▸ **Task**: State how many lines in the listing contain the string "DecodeInput", and add nothing to that number.

▸ **Record set**:
#![no_main]

use std::sync::Arc;

use arbitrary::Arbitrary;
use libfuzzer_sys::fuzz_target;
use nvstore::{BinarySerializer, Registry, TypeTable};

#[derive(Debug, Arbitrary)]
struct DecodeInput {
    /// Имена таблицы типов, против которой декодируется поток
    type_names: Vec<String>,
    /// Произвольный (возможно повреждённый) поток
    data: Vec<u8>,
}

fuzz_target!(|input: DecodeInput| {
    let serializer = BinarySerializer::new(Arc::new(Registry::empty())).with_max_depth(32);
    let table = TypeTable::from_names(input.type_names);

    // Декодер должен вернуть ошибку, а не паниковать.
    if let Ok(value) = serializer.deserialize(&mut input.data.as_slice(), &table) {
        // Удачно декодированное значение кодируется повторно.
        let mut table = table.clone();
        let _ = serializer.serialize(&value, &mut table);
    }
});
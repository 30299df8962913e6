pub mod compression;
pub mod padder;

pub use compression::*;
pub use padder::*;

▸ **Solution to this exercise**: 2